1984 Conference Bogolyubov-75: S.P. Novikov made a report on Hamiltonian equations of hydrodynamic type
1977, June. Conference in Rome: S.P. Novikov with Martin Kruskal (standing at the door), Robin Woollow (standing from the right) and others
Sergei Petrovich Novikov (born 1938) is a Soviet, Russian mathematician, Academician of the Russian Academy of Sciences (1981), Doctor of Physical and Mathematical Sciences. Professor at the University of Maryland (USA), winner of the Fields Prize. He developed several theories that have become classics in both mathematics and physics. Today he is an honorary member of a number of universities and authoritative scientific communities of the world, including the London Mathematical Society and the US National Academy of Sciences. Below is the text of the interview of academician Sergei Novikov to the correspondent of the Ogonyok magazine Elena Kudryavtseva.Academician Sergei Novikov. Photo: Evgeny Gurko / Kommersant
— Sergey Petrovich, your article that a serious crisis has affected both education and science itself made a lot of noise 16 years ago. What has changed during this time?
— Dynamics is, only it is, unfortunately, negative. In order to foresee what science will be like in 30 years, one must look at what is happening today at school. I can state: general level children's education is falling catastrophically.
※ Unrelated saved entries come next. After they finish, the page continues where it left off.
//! Duration resolution in minutes.

use regex::Regex;
use std::sync::LazyLock;

static RE_HOUR_AND_HALF: LazyLock<Regex> =
    LazyLock::new(|| Regex::new(r"\b(?:an|one|1)\s*hours?\s+and\s+a\s+half\b").unwrap());

static RE_AN_HOUR: LazyLock<Regex> =
    LazyLock::new(|| Regex::new(r"\b(?:an|one)\s+hour\b").unwrap());

static RE_WITH_UNIT: LazyLock<Regex> = LazyLock::new(|| {
    Regex::new(r"\b(\d+)\s*(hours?|hrs?|minutes?|mins?)\b").unwrap()
});

// A standalone common meeting length, not part of a time like "2:30".
static RE_STANDALONE: LazyLock<Regex> =
    LazyLock::new(|| Regex::new(r"(?:^|\s)(30|60|90|120)(?:$|\s|[?.!,])").unwrap());

static RE_DURATION_ONLY: LazyLock<Regex> = LazyLock::new(|| {
    Regex::new(
        r"^(?:for\s+)?(?:half an hour|an hour|one hour|(?:an|one|1)\s*hours?\s+and\s+a\s+half|\d+\s*(?:hours?|hrs?|minutes?|mins?))$",
    )
    .unwrap()
});

type DurationRule = fn(&str) -> Option<u32>;

/// Duration rules in priority order; the standalone-number pass runs last.
pub const RULES: &[(&str, DurationRule)] = &[
    ("half_hour", half_hour),
    ("hour_and_half", hour_and_half),
    ("an_hour", an_hour),
    ("with_unit", with_unit),
    ("standalone", standalone),
];

/// Resolve a duration mentioned anywhere in `text`.
pub fn resolve(text: &str) -> Option<u32> {
    let lower = text.to_lowercase();
    RULES.iter().find_map(|(_, rule)| rule(&lower))
}

/// Minutes for a message that is nothing but a duration ("30", "45 mins",
/// "an hour"). A bare number is taken as minutes.
pub fn duration_only(text: &str) -> Option<u32> {
    let cleaned = text
        .trim()
        .trim_matches(|c: char| matches!(c, '?' | '!' | '.' | ','))
        .to_lowercase();

    if let Ok(minutes) = cleaned.parse::<u32>() {
        return (minutes > 0).then_some(minutes);
    }
    if RE_DURATION_ONLY.is_match(&cleaned) {
        return resolve(&cleaned);
    }
    None
}

fn half_hour(text: &str) -> Option<u32> {
    text.contains("half an hour").then_some(30)
}

fn hour_and_half(text: &str) -> Option<u32> {
    RE_HOUR_AND_HALF.is_match(text).then_some(90)
}

fn an_hour(text: &str) -> Option<u32> {
    RE_AN_HOUR.is_match(text).then_some(60)
}

fn with_unit(text: &str) -> Option<u32> {
    let caps = RE_WITH_UNIT.captures(text)?;
    let amount: u32 = caps[1].parse().ok()?;
    if amount == 0 {
        return None;
    }
    if caps[2].starts_with('h') {
        amount.checked_mul(60)
    } else {
        Some(amount)
    }
}

fn standalone(text: &str) -> Option<u32> {
    RE_STANDALONE.captures(text)?[1].parse().ok()
}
Previously, parents did not have to hire tutors en masse to stretch the usual school curriculum. I myself went to school in 1945, and to the university in 1955, and I remember how enthusiastic they were about studying then. To enter the mekhmat, I passed six exams: written and oral mathematics, chemistry, physics, composition and foreign language. And my brother took eight exams two years earlier. Today, young people do not have that thirst for independent comprehension of sciences. There are exceptions - there have always been talents - but they are extremely few. So in three decades we are waiting for a general decline in the intellectual level.
- In Russia, this is usually associated with the chaotic reform of education and science in recent years ...
And I'm not just talking about our country. The same is true in America and Europe. In the United States, they cannot learn enough people to fill a graduate - what we used to call graduate school in our country. There are not enough Americans with the right level of knowledge! So they just hire the best students from all over the world. But even among this - the highest! - layer level of knowledge is much lower than before.
- It turns out that the Americans are solving the problem by a method that is somewhat reminiscent of the Soviet scheme: the mechanics and mathematics department of Moscow State University also recruited people from all over the country for graduate school ...
- No, the university took only those who studied at Moscow State University to graduate school, but the Academy of Sciences (Steklov Mathematical Institute - "O") really recruited from all over the Union - they went from Tbilisi, Minsk, Yerevan ... But the process of degradation started at Soviet power. Already in the early 1980s, people from the Union republics went to study in Moscow with reluctance, which, on the one hand, was a manifestation of nationalism, and on the other, intellectual weakness. It was much easier to finish my studies in the field, because in order to get from the republics to the graduate school of Moscow State University, it was necessary to re-pass the fifth course of the Mekhmat. Officially, it was believed that this was due to the need to improve the Russian language, but in fact, it was necessary to learn mathematics itself, to improve its level. And if a current graduate of some university wanted to enter that former graduate school, he would have to return not to the fifth, but to the third or second year. In the USA where I taught long years, today the first year of the university is generally an installation one - people, in principle, decide whether they want to study mathematics. And the next three correspond to what we used to give for one and a half. So their graduate school corresponds to our third year. Then students choose a specialty, and only from that moment you can work with them.
What do you think is the reason for this decline?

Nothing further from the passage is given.